§ Data for this task
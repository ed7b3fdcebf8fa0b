//! The session wires the engine pieces into one host-facing surface: scene
//! state, movement, animation, culling, and the effect timer, driven by a
//! monotonic clock the host supplies.

use std::collections::HashMap;
use std::time::Duration;

use engine::coord::clamp_tile;
use engine::sprite::SpritePlacement;
use engine::{
    resolve_placement, validate_tiles, ActorId, AnimationStateMachine, GridError, IntervalTimer,
    MovementController, Rect, SceneAction, SceneSetup, SceneState, SpriteConfig, TileCoord,
    TileCuller, TileKind, Vec2, EFFECT_TICK_INTERVAL,
};
use tracing::{info, warn};

#[derive(Debug, Clone, Copy, PartialEq)]
pub struct TileDraw {
    pub index: usize,
    pub kind: TileKind,
    pub rect: Rect,
}

#[derive(Debug, Clone, Copy, PartialEq)]
pub struct ActorDraw {
    pub actor: ActorId,
    pub placement: SpritePlacement,
}

/// Draw list for one frame, covering only the culled tile and actor sets.
/// Rectangles are zoom-scaled world space; the host applies the camera
/// translation when blitting.
#[derive(Debug, Clone, PartialEq)]
pub struct RenderFrame {
    pub tiles: Vec<TileDraw>,
    pub actors: Vec<ActorDraw>,
}

pub struct HangoutSession {
    state: SceneState,
    movement: MovementController,
    anim: AnimationStateMachine,
    tile_culler: TileCuller,
    effect_timer: IntervalTimer,
    sprites: HashMap<String, SpriteConfig>,
}

impl HangoutSession {
    /// Validates the setup's tile array once, then initializes the scene.
    /// After this, per-frame paths index tiles without re-checking.
    pub fn new(
        setup: SceneSetup,
        sprites: HashMap<String, SpriteConfig>,
    ) -> Result<Self, GridError> {
        validate_tiles(&setup.grid, &setup.tiles)?;

        let mut state = SceneState::default();
        state.apply(SceneAction::Init(setup));
        info!(
            actors = state.actors().count(),
            sprites = sprites.len(),
            "session_started"
        );

        Ok(Self {
            state,
            movement: MovementController::new(),
            anim: AnimationStateMachine::new(),
            tile_culler: TileCuller::new(),
            effect_timer: IntervalTimer::new(EFFECT_TICK_INTERVAL),
            sprites,
        })
    }

    pub fn state(&self) -> &SceneState {
        &self.state
    }

    pub fn is_actor_moving(&self, actor: ActorId) -> bool {
        self.movement.is_moving(actor)
    }

    /// Default tap policy: walk the local player to the tapped tile, clamped
    /// into the grid. A scene without a local player ignores taps.
    pub fn tap_tile(&mut self, tile: TileCoord) {
        let Some(player) = self.state.local_player_id() else {
            warn!(tx = tile.x, ty = tile.y, "tap_without_local_player");
            return;
        };
        self.move_actor(player, tile);
    }

    pub fn move_actor(&mut self, actor: ActorId, tile: TileCoord) {
        let target = clamp_tile(self.state.grid(), tile);
        self.movement.issue(&mut self.state, actor, target);
    }

    /// Absolute camera position.
    pub fn pan_camera(&mut self, camera: Vec2) {
        self.state.apply(SceneAction::PanCamera(camera));
    }

    pub fn set_zoom(&mut self, zoom: f32) {
        self.state.apply(SceneAction::SetZoom(zoom));
    }

    /// Removes an actor along with its path and animation cursor, so a
    /// departure can never leave orphaned simulation state behind.
    pub fn remove_actor(&mut self, actor: ActorId) -> bool {
        self.movement.cancel(actor);
        self.anim.clear(actor);
        let removed = self.state.remove_actor(actor).is_some();
        if removed {
            info!(actor = actor.0, "actor_removed");
        }
        removed
    }

    /// One simulation step: movement first, then the ambient effect tick when
    /// its cadence comes due.
    pub fn advance(&mut self, now: Duration, dt: f32) {
        self.movement.update(&mut self.state, dt);
        if self.effect_timer.fire_due(now) {
            self.state.apply(SceneAction::EffectTick);
        }
    }

    /// Builds the frame's draw list. Actors whose sprite id has no config are
    /// skipped with a warning rather than failing the frame.
    pub fn render_frame(&mut self, now: Duration) -> RenderFrame {
        let zoom = self.state.zoom();
        let grid = *self.state.grid();

        let tiles: Vec<TileDraw> = self
            .tile_culler
            .visible_tiles(&self.state)
            .iter()
            .map(|&index| {
                let tile = &self.state.tiles()[index];
                TileDraw {
                    index,
                    kind: tile.kind,
                    rect: Rect {
                        x: tile.tx as f32 * grid.tile_size * zoom,
                        y: tile.ty as f32 * grid.tile_size * zoom,
                        w: grid.tile_size * zoom,
                        h: grid.tile_size * zoom,
                    },
                }
            })
            .collect();

        let mut actors = Vec::new();
        for id in engine::visible_actors(&self.state) {
            let Some(actor) = self.state.actor(id) else {
                continue;
            };
            let Some(cfg) = self.sprites.get(actor.sprite_id()) else {
                warn!(actor = id.0, sprite = actor.sprite_id(), "sprite_missing");
                continue;
            };
            let frame = self.anim.step(now, actor, cfg);
            actors.push(ActorDraw {
                actor: id,
                placement: resolve_placement(actor.pos(), actor.dir(), frame, cfg, zoom),
            });
        }

        RenderFrame { tiles, actors }
    }
}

§ About this task
Every line above that holds the word "String" should be copied out.

§ Completed task
    sprites: HashMap<String, SpriteConfig>,
        sprites: HashMap<String, SpriteConfig>,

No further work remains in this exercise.